Clinical and laboratory parameters can aid in the early identification of neonates at risk for bacteremia before clinical deterioration occurs. However, current prediction models have poor diagnostic capabilities. The objective of this study was to develop, evaluate and validate a screening tool for late onset (> 72 h post admission) neonatal bacteremia using common laboratory and clinical parameters; and determine its predictive value in the identification of bacteremia.
A retrospective chart review of neonates admitted to a neonatal intensive care unit (NICU) between March 1, 2012 and January 14, 2015 and a prospective evaluation of all neonates admitted between January 15, 2015 and March 30, 2015 were completed. Neonates with late-onset bacteremia (> 72 h after NICU admission) were eligible for inclusion in the bacteremic cohort. Bacteremic patients were matched to non-infected controls on several demographic parameters. A Pearson's Correlation matrix was completed to identify independent variables significantly associated with infection (p < 0.05, univariate analysis). Significant parameters were analyzed using iterative binary logistic regression to identify the simplest significant model (p < 0.05). The predictive value of the model was assessed and the optimal probability cut-off for bacteremia was determined using a Receiver Operating Characteristic curve.
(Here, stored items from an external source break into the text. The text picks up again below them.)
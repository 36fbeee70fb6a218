//! Table selection over the schema listing.
//!
//! The LIKE filter is pushed down to the warehouse query as well, but it is
//! re-applied here so any `SchemaSource` implementation (including the mock
//! ones in tests) goes through the same selection semantics.

use crate::error::{CatalogError, Result};
use crate::schema::{TableInfo, TableRef};
use regex::Regex;
use std::collections::HashSet;

/// Inclusion filters for the table listing.
///
/// The LIKE pattern is case-sensitive; the optional regex is an additional
/// AND filter with search (substring) semantics, so `mart` matches
/// `mart_a_core` while `^mart_.*_core$` only matches whole names.
#[derive(Debug)]
pub struct TableFilter {
    like: Regex,
    extra: Option<Regex>,
}

impl TableFilter {
    pub fn new(table_like: &str, table_regex: Option<&str>) -> Result<Self> {
        let extra = match table_regex {
            Some(pattern) => Some(Regex::new(pattern).map_err(|e| {
                CatalogError::Config(format!("invalid table regex '{}': {}", pattern, e))
            })?),
            None => None,
        };
        Ok(Self {
            like: like_to_regex(table_like)?,
            extra,
        })
    }

    pub fn matches(&self, table_name: &str) -> bool {
        self.like.is_match(table_name)
            && self.extra.as_ref().map_or(true, |re| re.is_match(table_name))
    }
}

/// Compile a SQL LIKE pattern into an anchored regex (`%` -> `.*`,
/// `_` -> `.`, everything else literal).
pub fn like_to_regex(pattern: &str) -> Result<Regex> {
    let mut translated = String::with_capacity(pattern.len() + 8);
    translated.push('^');
    for ch in pattern.chars() {
        match ch {
            '%' => translated.push_str(".*"),
            '_' => translated.push('.'),
            other => translated.push_str(&regex::escape(&other.to_string())),
        }
    }
    translated.push('$');
    Regex::new(&translated)
        .map_err(|e| CatalogError::Config(format!("invalid LIKE pattern '{}': {}", pattern, e)))
}

/// Ordered, de-duplicated selection of the listing rows passing the filter.
pub fn select_tables(tables: Vec<TableInfo>, filter: &TableFilter) -> Vec<TableInfo> {
    let mut seen: HashSet<TableRef> = HashSet::new();
    let mut selected: Vec<TableInfo> = tables
        .into_iter()
        .filter(|t| filter.matches(&t.table_name))
        .filter(|t| seen.insert(t.table_ref()))
        .collect();
    selected.sort_by(|a, b| a.table_ref().cmp(&b.table_ref()));
    selected
}

#[cfg(test)]
mod tests {
    use super::*;

    fn table(name: &str) -> TableInfo {
        TableInfo {
            table_catalog: "dev".to_string(),
            table_schema: "diamond".to_string(),
            table_name: name.to_string(),
            comment: None,
        }
    }

    fn names(tables: &[TableInfo]) -> Vec<&str> {
        tables.iter().map(|t| t.table_name.as_str()).collect()
    }

    #[test]
    fn test_like_percent_wildcard() {
        let filter = TableFilter::new("mart_%", None).unwrap();
        let selected = select_tables(vec![table("mart_a"), table("mart_b"), table("fact_x")], &filter);
        assert_eq!(names(&selected), vec!["mart_a", "mart_b"]);
    }

    #[test]
    fn test_like_underscore_matches_single_char() {
        let filter = TableFilter::new("mart__", None).unwrap();
        assert!(filter.matches("mart_a"));
        assert!(!filter.matches("mart_ab"));
    }

    #[test]
    fn test_like_is_case_sensitive_and_anchored() {
        let filter = TableFilter::new("mart_%", None).unwrap();
        assert!(!filter.matches("MART_A"));
        assert!(!filter.matches("x_mart_a"));
    }

    #[test]
    fn test_regex_narrows_like_selection() {
        let filter = TableFilter::new("mart_%", Some("^mart_.*_core$")).unwrap();
        let selected = select_tables(vec![table("mart_a_core"), table("mart_b")], &filter);
        assert_eq!(names(&selected), vec!["mart_a_core"]);
    }

    #[test]
    fn test_regex_uses_search_semantics() {
        let filter = TableFilter::new("%", Some("core")).unwrap();
        assert!(filter.matches("mart_a_core"));
        assert!(filter.matches("core_mart"));
        assert!(!filter.matches("mart_b"));
    }

    #[test]
    fn test_invalid_regex_is_config_error() {
        let err = TableFilter::new("%", Some("(")).unwrap_err();
        assert!(matches!(err, CatalogError::Config(_)));
    }

    #[test]
    fn test_selection_is_ordered_and_deduplicated() {
        let filter = TableFilter::new("%", None).unwrap();
        let selected = select_tables(
            vec![table("mart_b"), table("mart_a"), table("mart_b")],
            &filter,
        );
        assert_eq!(names(&selected), vec!["mart_a", "mart_b"]);
    }

    #[test]
    fn test_empty_selection_is_not_an_error() {
        let filter = TableFilter::new("mart_%", None).unwrap();
        assert!(select_tables(vec![table("fact_x")], &filter).is_empty());
    }
}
Maximum blood glucose, heart rate, neutrophils and bands were identified as the best predictors of bacteremia in a significant binary logistic regression model. The model's sensitivity, specificity and accuracy were 90, 80 and 85%, respectively, with a false positive rate of 20% and a false negative rate of 9.7%. At the study bacteremia prevalence rate of 51%, the positive predictive value, negative predictive value and negative post-test probability were 82, 89 and 11%, respectively.
The model developed in the current study is superior to currently published neonatal bacteremia screening tools. Validation of the tool in a historic data set of neonates from our institution will be completed.
临床和实验室参数可帮助在临床恶化发生之前,早期识别有发生菌血症风险的新生儿。然而,目前的预测模型诊断能力较差。本研究旨在使用常见的实验室和临床参数开发、评估和验证一种用于晚期发病(入院后>72 小时)新生儿菌血症的筛查工具,并确定其在识别菌血症方面的预测价值。
对 2012 年 3 月 1 日至 2015 年 1 月 14 日期间入住新生儿重症监护病房(NICU)的新生儿进行回顾性图表审查,并对 2015 年 1 月 15 日至 2015 年 3 月 30 日期间入住的所有新生儿进行前瞻性评估。符合入选标准的患儿为晚发型菌血症(NICU 入院后>72 小时)。菌血症患儿与非感染对照组在多个人口统计学参数上相匹配。使用 Pearson 相关矩阵确定与感染显著相关的独立变量(p<0.05,单变量分析)。使用迭代二项逻辑回归分析显著参数,以确定最简单的显著模型(p<0.05)。评估模型的预测价值,并使用受试者工作特征曲线确定最佳菌血症概率截断值。
最大血糖、心率、中性粒细胞和带核细胞被确定为菌血症的最佳预测因素,这些因素在显著的二项逻辑回归模型中。模型的灵敏度、特异度和准确度分别为 90%、80%和 85%,假阳性率为 20%,假阴性率为 9.7%。在研究中菌血症的患病率为 51%时,阳性预测值、阴性预测值和阴性后测概率分别为 82%、89%和 11%。
本研究中开发的模型优于目前发表的新生儿菌血症筛查工具。将在我们机构的历史新生儿数据集上验证该工具。